Searching for schools that are reasonable reaches based on SAT

@pantha33m, I actually believe it works both ways, likelihood of acceptances and rejections, assuming one profiles in the top-25%, until you get up to the top-15 universities and top-5 LAC’s and then its less clear as everyone that’s unhooked is bunched up together in the 34-36 ACT / 1525-1600 SAT range, dependent on superscoring.

@pantha33m, I think that’s the point everyone is making - save for hooks and a school’s other institutional holistic needs as assuming an applicants GPA and EC’s generally profile, ACT ad SAT scores are the best indicator of admission until you get to those tippy top schools where all unhooked applicants are in the 34-36 ACT / 1525-1600 range and then it becomes more of a choice individual holistic approach.

@collegehelp I may be misunderstanding, but you are suggesting converting 2002 SAT scores to New SAT scores using the College Board’s concordance tables?
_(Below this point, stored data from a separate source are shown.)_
//! Reference quadruped models.
//!
//! Each leg is a HAA-HFE-KFE chain hanging from a hip mounted at a fixed
//! offset on the base:
//!
//! ```text
//!   hip ──HAA(x)──HFE(y)── thigh ──KFE(y)── shank ── foot
//! ```
//!
//! At zero joint angles the leg points straight down.

use nalgebra::{Matrix3, Rotation3, Vector3};

use strider_core::traits::{ComModel, KinematicsModel};
use strider_core::types::{FeetArray, JOINTS_PER_LEG, JointCoordinates};

/// Linear Jacobian of a revolute chain: column `i` is `axis_i × (foot - origin_i)`.
pub fn compute_leg_jacobian(
    origins: &[Vector3<f64>; JOINTS_PER_LEG],
    axes: &[Vector3<f64>; JOINTS_PER_LEG],
    foot: &Vector3<f64>,
) -> Matrix3<f64> {
    let mut j = Matrix3::zeros();
    for (i, (origin, axis)) in origins.iter().zip(axes).enumerate() {
        j.set_column(i, &axis.cross(&(foot - origin)));
    }
    j
}

/// Three-joint legs with point feet.
#[derive(Clone, Debug, PartialEq)]
pub struct QuadrupedKinematics {
    /// Hip position in the base frame, per leg.
    pub hip_offsets: FeetArray<Vector3<f64>>,
    pub thigh_length: f64,
    pub shank_length: f64,
}

impl Default for QuadrupedKinematics {
    fn default() -> Self {
        Self {
            hip_offsets: [
                Vector3::new(0.3, 0.2, 0.0),
                Vector3::new(0.3, -0.2, 0.0),
                Vector3::new(-0.3, 0.2, 0.0),
                Vector3::new(-0.3, -0.2, 0.0),
            ],
            thigh_length: 0.25,
            shank_length: 0.25,
        }
    }
}

/// Joint origins, joint axes and foot position of one leg, base frame.
struct LegFrames {
    origins: [Vector3<f64>; JOINTS_PER_LEG],
    axes: [Vector3<f64>; JOINTS_PER_LEG],
    foot: Vector3<f64>,
}

impl QuadrupedKinematics {
    fn leg_frames(&self, leg: usize, q: &JointCoordinates) -> LegFrames {
        let q = q.fixed_rows::<JOINTS_PER_LEG>(JOINTS_PER_LEG * leg);
        let hip = self.hip_offsets[leg];

        let r_haa = Rotation3::from_axis_angle(&Vector3::x_axis(), q[0]);
        let r_hfe = r_haa * Rotation3::from_axis_angle(&Vector3::y_axis(), q[1]);
        let r_kfe = r_hfe * Rotation3::from_axis_angle(&Vector3::y_axis(), q[2]);

        let knee = hip + r_hfe * Vector3::new(0.0, 0.0, -self.thigh_length);
        let foot = knee + r_kfe * Vector3::new(0.0, 0.0, -self.shank_length);
        let lateral = r_haa * Vector3::y();

        LegFrames {
            origins: [hip, hip, knee],
            axes: [Vector3::x(), lateral, lateral],
            foot,
        }
    }

    /// Foot Jacobian of `leg` with respect to its own three joints.
    pub fn leg_jacobian(&self, leg: usize, joint_positions: &JointCoordinates) -> Matrix3<f64> {
        let frames = self.leg_frames(leg, joint_positions);
        compute_leg_jacobian(&frames.origins, &frames.axes, &frames.foot)
    }
}

impl KinematicsModel for QuadrupedKinematics {
    fn position_base_to_foot_in_base_frame(
        &self,
        leg: usize,
        joint_positions: &JointCoordinates,
    ) -> Vector3<f64> {
        self.leg_frames(leg, joint_positions).foot
    }

    fn foot_velocity_relative_to_base_in_base_frame(
        &self,
        leg: usize,
        joint_positions: &JointCoordinates,
        joint_velocities: &JointCoordinates,
    ) -> Vector3<f64> {
        let dq = joint_velocities.fixed_rows::<JOINTS_PER_LEG>(JOINTS_PER_LEG * leg);
        self.leg_jacobian(leg, joint_positions) * dq
    }

    fn clone_box(&self) -> Box<dyn KinematicsModel> {
        Box::new(self.clone())
    }
}

/// Whole robot lumped into one mass.
#[derive(Clone, Copy, Debug, PartialEq)]
pub struct PointMassComModel {
    pub mass: f64,
}

impl PointMassComModel {
    pub const fn new(mass: f64) -> Self {
        Self { mass }
    }
}

impl Default for PointMassComModel {
    fn default() -> Self {
        Self::new(20.0)
    }
}

impl ComModel for PointMassComModel {
    fn total_mass(&self) -> f64 {
        self.mass
    }

    fn clone_box(&self) -> Box<dyn ComModel> {
        Box::new(*self)
    }
}

#[cfg(test)]
mod tests {
    use approx::assert_relative_eq;

    use super::*;

    #[test]
    fn straight_leg_points_down() {
        let kin = QuadrupedKinematics::default();
        let q = JointCoordinates::zeros();
        let foot = kin.position_base_to_foot_in_base_frame(0, &q);
        assert_relative_eq!(foot, Vector3::new(0.3, 0.2, -0.5), epsilon = 1e-12);
        let foot = kin.position_base_to_foot_in_base_frame(3, &q);
        assert_relative_eq!(foot, Vector3::new(-0.3, -0.2, -0.5), epsilon = 1e-12);
    }

    #[test]
    fn straight_leg_jacobian() {
        let kin = QuadrupedKinematics::default();
        let j = kin.leg_jacobian(0, &JointCoordinates::zeros());
        // HAA swings the foot sideways, HFE and KFE swing it fore/aft.
        assert_relative_eq!(j[(1, 0)], 0.5, epsilon = 1e-12);
        assert_relative_eq!(j[(0, 1)], -0.5, epsilon = 1e-12);
        assert_relative_eq!(j[(0, 2)], -0.25, epsilon = 1e-12);
        assert_relative_eq!(j.row(2).norm(), 0.0, epsilon = 1e-12);
    }

    #[test]
    fn velocity_matches_finite_difference() {
        let kin = QuadrupedKinematics::default();
        let q = JointCoordinates::from_fn(|i, _| 0.1 * (i as f64 + 1.0).sin());
        let dq = JointCoordinates::from_fn(|i, _| 0.3 * (i as f64 * 0.7).cos());
        let h = 1e-6;

        for leg in 0..4 {
            let v = kin.foot_velocity_relative_to_base_in_base_frame(leg, &q, &dq);
            let forward = kin.position_base_to_foot_in_base_frame(leg, &(q + dq * h));
            let backward = kin.position_base_to_foot_in_base_frame(leg, &(q - dq * h));
            let numeric = (forward - backward) / (2.0 * h);
            assert_relative_eq!(v, numeric, epsilon = 1e-6);
        }
    }

    #[test]
    fn legs_are_independent() {
        let kin = QuadrupedKinematics::default();
        let mut q = JointCoordinates::zeros();
        q[4] = 0.5;
        let lf = kin.position_base_to_foot_in_base_frame(0, &q);
        assert_relative_eq!(lf, Vector3::new(0.3, 0.2, -0.5), epsilon = 1e-12);
    }

    #[test]
    fn boxed_clones() {
        let kin: Box<dyn KinematicsModel> = Box::new(QuadrupedKinematics::default());
        let copy = kin.clone();
        let q = JointCoordinates::zeros();
        assert_eq!(
            kin.position_base_to_foot_in_base_frame(1, &q),
            copy.position_base_to_foot_in_base_frame(1, &q)
        );

        let com: Box<dyn ComModel> = Box::new(PointMassComModel::new(12.5));
        assert_relative_eq!(com.clone().total_mass(), 12.5);
    }
}
//! Stub implementations of core capability traits.

use nalgebra::DVector;
use strider_core::modes::{ContactFlags, ModeNumber, mode_number_to_contact_flags};
use strider_core::traits::{ContactFlagProvider, DesiredTrajectory};

// ---------------------------------------------------------------------------
// FixedContactFlags
// ---------------------------------------------------------------------------

/// Reports the same stance at every time.
#[derive(Clone, Copy, Debug)]
pub struct FixedContactFlags(pub ContactFlags);

impl FixedContactFlags {
    pub const fn from_mode(mode: ModeNumber) -> Self {
        Self(mode_number_to_contact_flags(mode))
    }
}

impl ContactFlagProvider for FixedContactFlags {
    fn contact_flags(&self, _time: f64) -> ContactFlags {
        self.0
    }
}

// ---------------------------------------------------------------------------
// SwitchingContactFlags
// ---------------------------------------------------------------------------

/// One stance before `switch_time`, another from it on.
#[derive(Clone, Copy, Debug)]
pub struct SwitchingContactFlags {
    pub switch_time: f64,
    pub before: ContactFlags,
    pub after: ContactFlags,
}

impl ContactFlagProvider for SwitchingContactFlags {
    fn contact_flags(&self, time: f64) -> ContactFlags {
        if time < self.switch_time {
            self.before
        } else {
            self.after
        }
    }
}

// ---------------------------------------------------------------------------
// ConstantTrajectory
// ---------------------------------------------------------------------------

/// Desired state and input that never change.
#[derive(Clone, Debug)]
pub struct ConstantTrajectory {
    pub state: DVector<f64>,
    pub input: DVector<f64>,
}

impl DesiredTrajectory for ConstantTrajectory {
    fn desired_state(&self, _time: f64) -> DVector<f64> {
        self.state.clone()
    }

    fn desired_input(&self, _time: f64) -> DVector<f64> {
        self.input.clone()
    }
}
The concordance tables, flawed as they almost surely are, were designed to convert the Old SAT - the one with a total of 2400 that went into effect in 2005 - not the Old Old SAT.

(In addition, note that there is some question about the extent to which selective colleges actually used the College Board’s concordance tables; it seems at least a few may have not. See e.g. http://talk.collegeconfidential.com/college-admissions/1961046-old-sat-scores-compared-to-redesigned-sat-scores.html )

2002 data is nearly as old as my high school student. While there is no perfect source of data, surely between Naviance, the Common Data Sets, and the college websites themselves, we can get a more accurate picture of admissions chances than 15-year-old data on a different test. (Sorry, I don’t intend to sound harsh, but it seems that selective college admissions have become more competitive in recent years, so age of data matters.)

The tippy-top schools (those with acceptance rates below 10% for the RD round) are not REASONABLE reaches for anyone;. No one should seriously bet the farm on those schools, regardless of how impressive test scores are. Instead, my recommendation for students with perfect and near-perfect test scores is to use ED/EA tactically. Take the risk on the schools that interest you, but don’t assume you’ve got a “reasonable” chance at any of those in the top 10 or 20. And don’t take your “safeties” for granted. A careless or arrogant application which makes it clear that a student does not take a “lower ranked” school seriously has resulted in rejection for many students who have test scores that “should” have made acceptance a shoo-in.

@evergreen5, it would seem that the data provided by @merc81 in post #18 is more timely.

@EllieMom, agree as that is what we experienced with our twin DD’s who both profiled - 1 acceptance, 3WL and 7 denials below 15% acceptance rate, and 6/6 acceptances between 15-25% acceptance rate.

evergreen5, I think you did misunderstand. The data in the table from post #1 is from 2015, not 2002. What I said is that I went back to the most recent valid SAT percentiles for schools that are now SAT optional. For Bates, that was 2002.

Even with the latest numbers, this list is still not useful.

@collegehelp OK that makes more sense, thank you.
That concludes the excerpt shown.